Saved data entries
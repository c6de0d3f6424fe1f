//!
//! # Label Text Geometry
//!
//! Label strings are rendered to polygons by a [TextShapes] implementation,
//! then centered on their anchor by [place].
//!
//! [BlockFont] is the built-in implementation: a stroke font of axis-aligned bars
//! and slanted parallelograms on a four-by-eight unit grid.
//!

// Local imports
use crate::raw::{BoundBoxTrait, Element, LayerSpec, Point, Polygon, Rect};

///
/// # Text Shape Generation Trait
///
/// Renders string `text` as polygons on `layer`,
/// with glyphs of height `size` starting at `origin`.
///
pub trait TextShapes {
    fn text(&self, text: &str, size: f64, origin: Point, layer: LayerSpec) -> Vec<Element>;
}

/// Glyph grid dimensions, in font units
const GLYPH_HEIGHT: f64 = 8.;
/// Horizontal advance per character, in font units. Glyphs are four units wide.
const GLYPH_ADVANCE: f64 = 5.;

///
/// # Block Font
///
/// Covers the digits, upper-case letters, space and `- + ( ) , . : _`.
/// Other characters advance the cursor without producing geometry.
///
#[derive(Debug, Default, Clone, Copy)]
pub struct BlockFont;

impl TextShapes for BlockFont {
    fn text(&self, text: &str, size: f64, origin: Point, layer: LayerSpec) -> Vec<Element> {
        let unit = size / GLYPH_HEIGHT;
        let mut elems = Vec::new();
        for (idx, c) in text.chars().enumerate() {
            let x0 = origin.x + idx as f64 * GLYPH_ADVANCE * unit;
            for stroke in glyph(c) {
                let points = stroke
                    .points()
                    .into_iter()
                    .map(|(x, y)| Point::new(x0 + x * unit, origin.y + y * unit))
                    .collect();
                elems.push(Element::new(layer, Polygon::new(points)));
            }
        }
        elems
    }
}

/// A single glyph stroke, in font units
#[derive(Debug, Clone, Copy)]
enum Stroke {
    /// Axis-aligned bar, by corners
    Bar(f64, f64, f64, f64),
    /// Parallelogram of unit width, slanting from (top x, top y) to (bottom x, bottom y)
    Slant(f64, f64, f64, f64),
}
impl Stroke {
    fn points(&self) -> Vec<(f64, f64)> {
        match *self {
            Stroke::Bar(x0, y0, x1, y1) => Rect::new(x0, y0, x1, y1)
                .to_poly()
                .points
                .iter()
                .map(|p| (p.x, p.y))
                .collect(),
            Stroke::Slant(tx, ty, bx, by) => vec![(tx, ty), (tx + 1., ty), (bx + 1., by), (bx, by)],
        }
    }
}

use Stroke::{Bar, Slant};

// Seven-segment strokes
const TOP: Stroke = Bar(0., 7., 4., 8.);
const MID: Stroke = Bar(0., 3.5, 4., 4.5);
const BOT: Stroke = Bar(0., 0., 4., 1.);
const UL: Stroke = Bar(0., 4., 1., 8.);
const LL: Stroke = Bar(0., 0., 1., 4.);
const UR: Stroke = Bar(3., 4., 4., 8.);
const LR: Stroke = Bar(3., 0., 4., 4.);
// Full-height sides and center
const LEFT: Stroke = Bar(0., 0., 1., 8.);
const RIGHT: Stroke = Bar(3., 0., 4., 8.);
const STEM: Stroke = Bar(1.5, 0., 2.5, 8.);
const STEM_LO: Stroke = Bar(1.5, 0., 2.5, 4.);
// Diagonals
const BACK: Stroke = Slant(0., 8., 3., 0.);
const FWD: Stroke = Slant(3., 8., 0., 0.);
const BACK_HI: Stroke = Slant(0., 8., 1.5, 4.);
const FWD_HI: Stroke = Slant(3., 8., 1.5, 4.);
const BACK_LO: Stroke = Slant(1.5, 4., 3., 0.);
const FWD_LO: Stroke = Slant(1.5, 4., 0., 0.);

/// Strokes comprising character `c`
fn glyph(c: char) -> Vec<Stroke> {
    match c {
        '0' => vec![TOP, BOT, LEFT, RIGHT],
        '1' => vec![STEM],
        '2' => vec![TOP, UR, MID, LL, BOT],
        '3' => vec![TOP, MID, BOT, RIGHT],
        '4' => vec![UL, MID, RIGHT],
        '5' => vec![TOP, UL, MID, LR, BOT],
        '6' => vec![TOP, LEFT, MID, LR, BOT],
        '7' => vec![TOP, RIGHT],
        '8' => vec![TOP, MID, BOT, LEFT, RIGHT],
        '9' => vec![TOP, UL, MID, RIGHT, BOT],
        'A' => vec![TOP, MID, LEFT, RIGHT],
        'B' => vec![TOP, MID, BOT, LEFT, Bar(3., 4.5, 4., 7.), Bar(3., 1., 4., 3.5)],
        'C' => vec![TOP, BOT, LEFT],
        'D' => vec![TOP, BOT, LEFT, Bar(3., 1., 4., 7.)],
        'E' => vec![TOP, MID, BOT, LEFT],
        'F' => vec![TOP, MID, LEFT],
        'G' => vec![TOP, BOT, LEFT, LR, Bar(2., 3.5, 4., 4.5)],
        'H' => vec![MID, LEFT, RIGHT],
        'I' => vec![TOP, BOT, STEM],
        'J' => vec![RIGHT, BOT, LL],
        'K' => vec![LEFT, Slant(3., 8., 1., 4.), Slant(1., 4., 3., 0.)],
        'L' => vec![LEFT, BOT],
        'M' => vec![LEFT, RIGHT, BACK_HI, FWD_HI],
        'N' => vec![LEFT, RIGHT, BACK],
        'O' => vec![TOP, BOT, LEFT, RIGHT],
        'P' => vec![TOP, MID, LEFT, UR],
        'Q' => vec![TOP, BOT, LEFT, RIGHT, BACK_LO],
        'R' => vec![TOP, MID, LEFT, UR, BACK_LO],
        'S' => vec![TOP, UL, MID, LR, BOT],
        'T' => vec![TOP, STEM],
        'U' => vec![BOT, LEFT, RIGHT],
        'V' => vec![Slant(0., 8., 1.5, 0.), Slant(3., 8., 1.5, 0.)],
        'W' => vec![LEFT, RIGHT, FWD_LO, BACK_LO],
        'X' => vec![BACK, FWD],
        'Y' => vec![BACK_HI, FWD_HI, STEM_LO],
        'Z' => vec![TOP, FWD, BOT],
        '-' => vec![Bar(0.5, 3.5, 3.5, 4.5)],
        '+' => vec![Bar(0.5, 3.5, 3.5, 4.5), Bar(1.5, 2., 2.5, 6.)],
        '(' => vec![Bar(2., 7., 3., 8.), Bar(1., 1., 2., 7.), Bar(2., 0., 3., 1.)],
        ')' => vec![Bar(1., 7., 2., 8.), Bar(2., 1., 3., 7.), Bar(1., 0., 2., 1.)],
        ',' => vec![Slant(1.5, 1., 1., -1.)],
        '.' => vec![Bar(1.5, 0., 2.5, 1.)],
        ':' => vec![Bar(1.5, 1.5, 2.5, 2.5), Bar(1.5, 5.5, 2.5, 6.5)],
        '_' => vec![Bar(0., -1., 4., 0.)],
        _ => vec![],
    }
}

/// Render `label` and center it on `anchor`.
///
/// The label is generated at the origin, and then shifted so that the center of its
/// bounding box lands exactly on `anchor`, independent of glyph metrics.
/// Returns [None] if the label produces no geometry, e.g. if it is all spaces.
pub fn place(
    label: &str,
    size: f64,
    anchor: Point,
    layer: LayerSpec,
    font: &dyn TextShapes,
) -> Option<Vec<Element>> {
    let mut elems = font.text(label, size, Point::default(), layer);
    let center = elems.bbox().center()?;
    let shift = anchor.sub(&center);
    for elem in elems.iter_mut() {
        elem.inner.shift(&shift);
    }
    Some(elems)
}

● **EXERCISE AIM**:
The records must be given again in full, exactly as shown.

● **SOLUTION BELOW**:
repository c6de0d3f6424fe1f
//!
//! # Label Text Geometry
//!
//! Label strings are rendered to polygons by a [TextShapes] implementation,
//! then centered on their anchor by [place].
//!
//! [BlockFont] is the built-in implementation: a stroke font of axis-aligned bars
//! and slanted parallelograms on a four-by-eight unit grid.
//!

// Local imports
use crate::raw::{BoundBoxTrait, Element, LayerSpec, Point, Polygon, Rect};

///
/// # Text Shape Generation Trait
///
/// Renders string `text` as polygons on `layer`,
/// with glyphs of height `size` starting at `origin`.
///
pub trait TextShapes {
    fn text(&self, text: &str, size: f64, origin: Point, layer: LayerSpec) -> Vec<Element>;
}

/// Glyph grid dimensions, in font units
const GLYPH_HEIGHT: f64 = 8.;
/// Horizontal advance per character, in font units. Glyphs are four units wide.
const GLYPH_ADVANCE: f64 = 5.;

///
/// # Block Font
///
/// Covers the digits, upper-case letters, space and `- + ( ) , . : _`.
/// Other characters advance the cursor without producing geometry.
///
#[derive(Debug, Default, Clone, Copy)]
pub struct BlockFont;

impl TextShapes for BlockFont {
    fn text(&self, text: &str, size: f64, origin: Point, layer: LayerSpec) -> Vec<Element> {
        let unit = size / GLYPH_HEIGHT;
        let mut elems = Vec::new();
        for (idx, c) in text.chars().enumerate() {
            let x0 = origin.x + idx as f64 * GLYPH_ADVANCE * unit;
            for stroke in glyph(c) {
                let points = stroke
                    .points()
                    .into_iter()
                    .map(|(x, y)| Point::new(x0 + x * unit, origin.y + y * unit))
                    .collect();
                elems.push(Element::new(layer, Polygon::new(points)));
            }
        }
        elems
    }
}

/// A single glyph stroke, in font units
#[derive(Debug, Clone, Copy)]
enum Stroke {
    /// Axis-aligned bar, by corners
    Bar(f64, f64, f64, f64),
    /// Parallelogram of unit width, slanting from (top x, top y) to (bottom x, bottom y)
    Slant(f64, f64, f64, f64),
}
impl Stroke {
    fn points(&self) -> Vec<(f64, f64)> {
        match *self {
            Stroke::Bar(x0, y0, x1, y1) => Rect::new(x0, y0, x1, y1)
                .to_poly()
                .points
                .iter()
                .map(|p| (p.x, p.y))
                .collect(),
            Stroke::Slant(tx, ty, bx, by) => vec![(tx, ty), (tx + 1., ty), (bx + 1., by), (bx, by)],
        }
    }
}

use Stroke::{Bar, Slant};

// Seven-segment strokes
const TOP: Stroke = Bar(0., 7., 4., 8.);
const MID: Stroke = Bar(0., 3.5, 4., 4.5);
const BOT: Stroke = Bar(0., 0., 4., 1.);
const UL: Stroke = Bar(0., 4., 1., 8.);
const LL: Stroke = Bar(0., 0., 1., 4.);
const UR: Stroke = Bar(3., 4., 4., 8.);
const LR: Stroke = Bar(3., 0., 4., 4.);
// Full-height sides and center
const LEFT: Stroke = Bar(0., 0., 1., 8.);
const RIGHT: Stroke = Bar(3., 0., 4., 8.);
const STEM: Stroke = Bar(1.5, 0., 2.5, 8.);
const STEM_LO: Stroke = Bar(1.5, 0., 2.5, 4.);
// Diagonals
const BACK: Stroke = Slant(0., 8., 3., 0.);
const FWD: Stroke = Slant(3., 8., 0., 0.);
const BACK_HI: Stroke = Slant(0., 8., 1.5, 4.);
const FWD_HI: Stroke = Slant(3., 8., 1.5, 4.);
const BACK_LO: Stroke = Slant(1.5, 4., 3., 0.);
const FWD_LO: Stroke = Slant(1.5, 4., 0., 0.);

/// Strokes comprising character `c`
fn glyph(c: char) -> Vec<Stroke> {
    match c {
        '0' => vec![TOP, BOT, LEFT, RIGHT],
        '1' => vec![STEM],
        '2' => vec![TOP, UR, MID, LL, BOT],
        '3' => vec![TOP, MID, BOT, RIGHT],
        '4' => vec![UL, MID, RIGHT],
        '5' => vec![TOP, UL, MID, LR, BOT],
        '6' => vec![TOP, LEFT, MID, LR, BOT],
        '7' => vec![TOP, RIGHT],
        '8' => vec![TOP, MID, BOT, LEFT, RIGHT],
        '9' => vec![TOP, UL, MID, RIGHT, BOT],
        'A' => vec![TOP, MID, LEFT, RIGHT],
        'B' => vec![TOP, MID, BOT, LEFT, Bar(3., 4.5, 4., 7.), Bar(3., 1., 4., 3.5)],
        'C' => vec![TOP, BOT, LEFT],
        'D' => vec![TOP, BOT, LEFT, Bar(3., 1., 4., 7.)],
        'E' => vec![TOP, MID, BOT, LEFT],
        'F' => vec![TOP, MID, LEFT],
        'G' => vec![TOP, BOT, LEFT, LR, Bar(2., 3.5, 4., 4.5)],
        'H' => vec![MID, LEFT, RIGHT],
        'I' => vec![TOP, BOT, STEM],
        'J' => vec![RIGHT, BOT, LL],
        'K' => vec![LEFT, Slant(3., 8., 1., 4.), Slant(1., 4., 3., 0.)],
        'L' => vec![LEFT, BOT],
        'M' => vec![LEFT, RIGHT, BACK_HI, FWD_HI],
        'N' => vec![LEFT, RIGHT, BACK],
        'O' => vec![TOP, BOT, LEFT, RIGHT],
        'P' => vec![TOP, MID, LEFT, UR],
        'Q' => vec![TOP, BOT, LEFT, RIGHT, BACK_LO],
        'R' => vec![TOP, MID, LEFT, UR, BACK_LO],
        'S' => vec![TOP, UL, MID, LR, BOT],
        'T' => vec![TOP, STEM],
        'U' => vec![BOT, LEFT, RIGHT],
        'V' => vec![Slant(0., 8., 1.5, 0.), Slant(3., 8., 1.5, 0.)],
        'W' => vec![LEFT, RIGHT, FWD_LO, BACK_LO],
        'X' => vec![BACK, FWD],
        'Y' => vec![BACK_HI, FWD_HI, STEM_LO],
        'Z' => vec![TOP, FWD, BOT],
        '-' => vec![Bar(0.5, 3.5, 3.5, 4.5)],
        '+' => vec![Bar(0.5, 3.5, 3.5, 4.5), Bar(1.5, 2., 2.5, 6.)],
        '(' => vec![Bar(2., 7., 3., 8.), Bar(1., 1., 2., 7.), Bar(2., 0., 3., 1.)],
        ')' => vec![Bar(1., 7., 2., 8.), Bar(2., 1., 3., 7.), Bar(1., 0., 2., 1.)],
        ',' => vec![Slant(1.5, 1., 1., -1.)],
        '.' => vec![Bar(1.5, 0., 2.5, 1.)],
        ':' => vec![Bar(1.5, 1.5, 2.5, 2.5), Bar(1.5, 5.5, 2.5, 6.5)],
        '_' => vec![Bar(0., -1., 4., 0.)],
        _ => vec![],
    }
}

/// Render `label` and center it on `anchor`.
///
/// The label is generated at the origin, and then shifted so that the center of its
/// bounding box lands exactly on `anchor`, independent of glyph metrics.
/// Returns [None] if the label produces no geometry, e.g. if it is all spaces.
pub fn place(
    label: &str,
    size: f64,
    anchor: Point,
    layer: LayerSpec,
    font: &dyn TextShapes,
) -> Option<Vec<Element>> {
    let mut elems = font.text(label, size, Point::default(), layer);
    let center = elems.bbox().center()?;
    let shift = anchor.sub(&center);
    for elem in elems.iter_mut() {
        elem.inner.shift(&shift);
    }
    Some(elems)
}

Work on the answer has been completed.